Keyword search on "main": report each line of the records that contains it.
* * *
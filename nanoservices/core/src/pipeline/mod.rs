use std::fmt;
use std::sync::Arc;
use std::time::{Duration, Instant};

use chrono::Utc;

use crate::config::{BridgeConfig, InitError, PluginParams};
use crate::destinations::{Destination, FatalError, WriteOutcome};
use crate::metrics;
use crate::model::{Model, SchemaError};
use crate::registry::{Registry, RegistryError};
use crate::sources::{FetchError, FetchOptions, Source};
use crate::store::{Ledger, RunCounts, RunStatus};

#[derive(Debug, thiserror::Error)]
pub enum RunError {
    #[error("invalid model: {0}")]
    Schema(#[from] SchemaError),
    #[error(transparent)]
    Registry(#[from] RegistryError),
    #[error("{plugin} init failed: {source}")]
    Init { plugin: String, source: InitError },
    #[error("fetch failed: {0}")]
    Fetch(#[from] FetchError),
    #[error("destination setup failed: {0}")]
    Setup(#[source] FatalError),
    #[error("run aborted ({summary}): {source}")]
    Aborted { summary: RunSummary, source: FatalError },
}

/// Counters of one run. `fetched = rejected + written + failed` for a completed run.
#[derive(Debug, Clone, Default, PartialEq)]
pub struct RunSummary {
    pub name: String,
    pub fetched: usize,
    pub rejected: usize,
    pub written: usize,
    pub failed: usize,
    pub elapsed: Duration,
}

impl RunSummary {
    /// True when every fetched record was written.
    pub fn is_clean(&self) -> bool {
        self.rejected == 0 && self.failed == 0
    }

    fn counts(&self) -> RunCounts {
        RunCounts { fetched: self.fetched, rejected: self.rejected, written: self.written, failed: self.failed }
    }

    fn status(&self) -> RunStatus {
        if self.is_clean() {
            RunStatus::Completed
        } else {
            RunStatus::CompletedWithErrors
        }
    }
}

impl fmt::Display for RunSummary {
    fn fmt(&self, f: &mut fmt::Formatter<'_>) -> fmt::Result {
        write!(
            f,
            "{}: {} fetched, {} rejected, {} written, {} failed in {:.2}s",
            self.name,
            self.fetched,
            self.rejected,
            self.written,
            self.failed,
            self.elapsed.as_secs_f64()
        )
    }
}

#[derive(Debug, Clone, Default)]
pub struct RunOptions {
    pub fetch: FetchOptions,
    /// Create the destination table before storing.
    pub run_schema: bool,
}

/// One source wired to one destination through a shared model.
pub struct Pipeline {
    name: String,
    model: Arc<Model>,
    source: Box<dyn Source>,
    source_params: PluginParams,
    destination: Box<dyn Destination>,
    destination_params: PluginParams,
}

impl Pipeline {
    /// Validate the model and resolve both plugins. No I/O happens here.
    pub fn new(registry: &Registry, config: BridgeConfig) -> Result<Self, RunError> {
        let model = Arc::new(Model::load(&config.model)?);
        let source = registry.source(&config.source.plugin_type)?;
        let destination = registry.destination(&config.destination.plugin_type)?;

        Ok(Self {
            name: config.name,
            model,
            source,
            source_params: config.source.params,
            destination,
            destination_params: config.destination.params,
        })
    }

    pub fn name(&self) -> &str {
        &self.name
    }

    pub fn model(&self) -> &Model {
        &self.model
    }

    /// Init, optional schema setup, fetch, store, close.
    pub async fn run(&mut self, options: &RunOptions, ledger: Option<&mut Ledger>) -> Result<RunSummary, RunError> {
        let started = Instant::now();
        let mut summary = RunSummary { name: self.name.clone(), ..Default::default() };

        if self.model.is_empty() {
            tracing::warn!(bridge = %self.name, "model has no columns, nothing to transfer");
            return Ok(summary);
        }

        let mut ledger = ledger;
        let run_id = ledger.as_deref().and_then(|l| {
            l.start_run(&self.name, &Utc::now().to_rfc3339())
                .map_err(|e| tracing::warn!(error = %e, "ledger unavailable"))
                .ok()
        });

        let result = self.execute(options, &mut summary, ledger.as_deref_mut(), run_id.as_deref()).await;
        summary.elapsed = started.elapsed();

        if let Err(e) = self.source.close().await {
            tracing::warn!(plugin = self.source.name(), error = %e, "source close failed");
        }
        if let Err(e) = self.destination.close().await {
            tracing::warn!(plugin = self.destination.name(), error = %e, "destination close failed");
        }

        metrics::record_run(&self.name, summary.written, summary.failed, summary.rejected);

        let (status, error) = match &result {
            Ok(()) => (summary.status(), None),
            Err(e) => (RunStatus::Aborted, Some(e.to_string())),
        };
        if let (Some(ledger), Some(id)) = (ledger.as_deref(), run_id.as_deref()) {
            let finished = Utc::now().to_rfc3339();
            if let Err(e) = ledger.complete_run(id, status, &finished, summary.counts(), error.as_deref()) {
                tracing::warn!(error = %e, "failed to complete ledger run");
            }
        }

        match result {
            Ok(()) => {
                tracing::info!(%summary, "run complete");
                Ok(summary)
            }
            Err(RunError::Aborted { source, .. }) => {
                tracing::error!(%summary, error = %source, "run aborted");
                Err(RunError::Aborted { summary, source })
            }
            Err(e) => Err(e),
        }
    }

    async fn execute(
        &mut self,
        options: &RunOptions,
        summary: &mut RunSummary,
        mut ledger: Option<&mut Ledger>,
        run_id: Option<&str>,
    ) -> Result<(), RunError> {
        let source_name = self.source.name().to_string();
        self.source
            .init(&self.source_params, Arc::clone(&self.model))
            .await
            .map_err(|source| RunError::Init { plugin: source_name, source })?;
        let destination_name = self.destination.name().to_string();
        self.destination
            .init(&self.destination_params, Arc::clone(&self.model))
            .await
            .map_err(|source| RunError::Init { plugin: destination_name, source })?;

        if options.run_schema {
            self.destination.ensure_schema().await.map_err(RunError::Setup)?;
        }

        let fetched = self.source.fetch(&options.fetch).await?;
        summary.fetched = fetched.fetched();
        summary.rejected = fetched.rejected.len();
        tracing::info!(bridge = %self.name, fetched = summary.fetched, rejected = summary.rejected, "fetch complete");

        if let (Some(ledger), Some(id)) = (ledger.as_deref_mut(), run_id) {
            if let Err(e) = ledger.record_rejections(id, &fetched.rejected) {
                tracing::warn!(error = %e, "failed to record rejections");
            }
        }

        let outcome = match self.destination.store(&fetched.records).await {
            Ok(outcome) => outcome,
            Err(aborted) => {
                apply(summary, &aborted.partial, ledger, run_id);
                return Err(RunError::Aborted { summary: summary.clone(), source: aborted.source });
            }
        };
        apply(summary, &outcome, ledger, run_id);
        Ok(())
    }
}

fn apply(summary: &mut RunSummary, outcome: &WriteOutcome, ledger: Option<&mut Ledger>, run_id: Option<&str>) {
    summary.written = outcome.success;
    summary.failed = outcome.failed;
    for batch in &outcome.failed_batches {
        tracing::error!(batch = batch.batch, records = ?batch.records, reason = %batch.reason, "batch not written");
    }
    if let (Some(ledger), Some(id)) = (ledger, run_id) {
        if let Err(e) = ledger.record_failed_batches(id, &outcome.failed_batches) {
            tracing::warn!(error = %e, "failed to record failed batches");
        }
    }
}

#[cfg(test)]
mod tests {
    use super::*;
    use crate::config::parse_config;

    #[test]
    fn unknown_plugins_fail_before_any_io() {
        let config = parse_config(
            "name: t\nsource: { type: ftp }\ndestination: { type: timescaledb }\n\
             model: { columns: [{name: id, type: bigint}], unique_key: [id] }\n",
        )
        .unwrap();
        let err = Pipeline::new(&Registry::builtin(), config).err().unwrap();
        assert!(matches!(err, RunError::Registry(_)));
    }

    #[test]
    fn invalid_model_is_a_schema_error() {
        let config = parse_config(
            "name: t\nsource: { type: csv }\ndestination: { type: timescaledb }\n\
             model: { columns: [{name: id, type: decimal}], unique_key: [id] }\n",
        )
        .unwrap();
        let err = Pipeline::new(&Registry::builtin(), config).err().unwrap();
        assert!(matches!(err, RunError::Schema(SchemaError::InvalidColumnType { .. })));
    }

    #[tokio::test]
    async fn empty_model_is_a_no_op_run() {
        let config = parse_config(
            "name: empty\nsource: { type: csv }\ndestination: { type: timescaledb }\n\
             model: { columns: [], unique_key: [] }\n",
        )
        .unwrap();
        let mut pipeline = Pipeline::new(&Registry::builtin(), config).unwrap();
        let summary = pipeline.run(&RunOptions::default(), None).await.unwrap();
        assert_eq!(summary.fetched, 0);
        assert!(summary.is_clean());
    }

    #[tokio::test]
    async fn destination_init_errors_name_the_plugin() {
        let config = parse_config(
            "name: t\nsource: { type: csv }\ndestination: { type: timescaledb }\n\
             model: { columns: [{name: id, type: bigint}], unique_key: [id] }\n",
        )
        .unwrap();
        let mut pipeline = Pipeline::new(&Registry::builtin(), config).unwrap();
        let err = pipeline.run(&RunOptions::default(), None).await.unwrap_err();
        assert_eq!(err.to_string(), "timescaledb init failed: missing parameter `table`");
    }

    #[test]
    fn summary_display() {
        let summary = RunSummary { name: "sales".into(), fetched: 5, rejected: 1, written: 3, failed: 1, elapsed: Duration::from_millis(1500) };
        assert_eq!(summary.to_string(), "sales: 5 fetched, 1 rejected, 3 written, 1 failed in 1.50s");
        assert!(!summary.is_clean());
    }
}
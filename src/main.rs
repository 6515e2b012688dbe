//! databridge CLI - run one configured bridge for one fetch window.

use std::path::PathBuf;
use std::process::ExitCode;

use chrono::Utc;
use clap::Parser;
use tracing::{error, info, warn};

use databridge::core::metrics::{self, kestra::Metric};
use databridge::core::sources::FetchOptions;
use databridge::core::store::Ledger;
use databridge::core::window::{self, WindowArgs};
use databridge::{load_config, Pipeline, Registry, RunError, RunOptions, RunSummary};

#[derive(Parser)]
#[command(name = "databridge")]
#[command(about = "Schema-driven transfer of records from a source into a relational store")]
#[command(version)]
struct Cli {
    /// Path to YAML configuration file
    #[arg(long, default_value = "config.yaml")]
    config: PathBuf,

    /// Log level (trace, debug, info, warn, error); RUST_LOG wins when set
    #[arg(long, default_value = "info")]
    log_level: String,

    /// Create the destination table before storing
    #[arg(long)]
    run_schema: bool,

    /// Fetch one UTC day (e.g. 2024-09-01)
    #[arg(long)]
    date: Option<String>,

    /// Window start in RFC 3339 (e.g. 2024-09-01T00:00:00Z)
    #[arg(long)]
    start: Option<String>,

    /// Window end in RFC 3339 (e.g. 2024-09-02T00:00:00Z)
    #[arg(long)]
    end: Option<String>,

    /// Fetch the trailing interval ending now (e.g. 30m, 1h30m)
    #[arg(long)]
    interval: Option<String>,

    /// Input file for file-based sources
    #[arg(long)]
    file_path: Option<PathBuf>,

    /// Print Kestra metric lines after the run
    #[arg(long)]
    kestra: bool,

    /// Write Prometheus text exposition to this file after the run
    #[arg(long)]
    metrics_out: Option<PathBuf>,

    /// SQLite ledger of runs and rejected records
    #[arg(long)]
    ledger: Option<PathBuf>,
}

#[tokio::main]
async fn main() -> ExitCode {
    let cli = Cli::parse();
    databridge::core::logging::init(&cli.log_level);

    let result = run(&cli).await;

    if let Some(path) = &cli.metrics_out {
        if let Err(e) = metrics::write_to(path) {
            warn!(path = %path.display(), error = %e, "failed to write metrics");
        }
    }

    match result {
        Ok(summary) => {
            if cli.kestra {
                emit_kestra(&summary);
            }
            if summary.is_clean() {
                ExitCode::SUCCESS
            } else {
                warn!(rejected = summary.rejected, failed = summary.failed, "completed with errored records");
                ExitCode::from(1)
            }
        }
        Err(e) => {
            if let Some(RunError::Aborted { summary, .. }) = e.downcast_ref::<RunError>() {
                if cli.kestra {
                    emit_kestra(summary);
                }
            }
            error!(error = %e, "bridge failed");
            ExitCode::from(2)
        }
    }
}

async fn run(cli: &Cli) -> Result<RunSummary, Box<dyn std::error::Error>> {
    let config = load_config(&cli.config)?;
    let window = window::resolve(
        &WindowArgs {
            date: cli.date.clone(),
            start: cli.start.clone(),
            end: cli.end.clone(),
            interval: cli.interval.clone(),
        },
        Utc::now(),
    )?;

    let options = RunOptions {
        fetch: FetchOptions { start_at: window.start_at, end_at: window.end_at, file_path: cli.file_path.clone() },
        run_schema: cli.run_schema,
    };

    let mut ledger = match &cli.ledger {
        Some(path) => {
            let ledger = Ledger::open(path)?;
            let crashed = ledger.mark_inflight_as_crashed()?;
            if crashed > 0 {
                warn!(crashed, "marked unfinished runs from a previous process as crashed");
            }
            Some(ledger)
        }
        None => None,
    };

    let registry = Registry::builtin();
    let mut pipeline = Pipeline::new(&registry, config)?;
    info!(bridge = pipeline.name(), start_at = ?window.start_at, end_at = ?window.end_at, "starting bridge");

    Ok(pipeline.run(&options, ledger.as_mut()).await?)
}

fn emit_kestra(summary: &RunSummary) {
    for (name, value) in [
        ("total_success", summary.written),
        ("total_failed", summary.failed),
        ("total_rejected", summary.rejected),
    ] {
        Metric::counter(name, value as f64).with_tag("bridge", summary.name.as_str()).emit();
    }
}
use serde::Deserialize;
use std::collections::HashMap;

use super::params::PluginParams;

#[derive(Debug, Deserialize)]
pub struct BridgeConfig {
    pub name: String,
    pub description: Option<String>,
    pub source: PluginConfig,
    pub destination: PluginConfig,
    /// Raw `model` fragment, validated by `Model::load`
    #[serde(default)]
    pub model: HashMap<String, serde_yaml::Value>,
}

#[derive(Debug, Deserialize)]
pub struct PluginConfig {
    /// Registry name of the plugin
    #[serde(rename = "type")]
    pub plugin_type: String,
    /// All other fields are passed to the plugin as params
    #[serde(flatten)]
    pub params: PluginParams,
}
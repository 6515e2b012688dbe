/// Initialize the tracing subscriber for the `databridge_core` crate.
///
/// `RUST_LOG` takes precedence over `level` when set. Safe to call more than
/// once; later calls are ignored (`try_init`).
pub fn init(level: &str) {
    let filter = tracing_subscriber::EnvFilter::try_from_default_env()
        .unwrap_or_else(|_| tracing_subscriber::EnvFilter::new(level));
    let _ = tracing_subscriber::fmt().with_env_filter(filter).try_init();
}

#[cfg(test)]
mod tests {
    #[test]
    fn init_twice_is_harmless() {
        super::init("debug");
        super::init("info");
        tracing::info!("logging initialized");
    }
}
* * *
[Finished exercise]
filename src/main.rs
#[tokio::main]
async fn main() -> ExitCode {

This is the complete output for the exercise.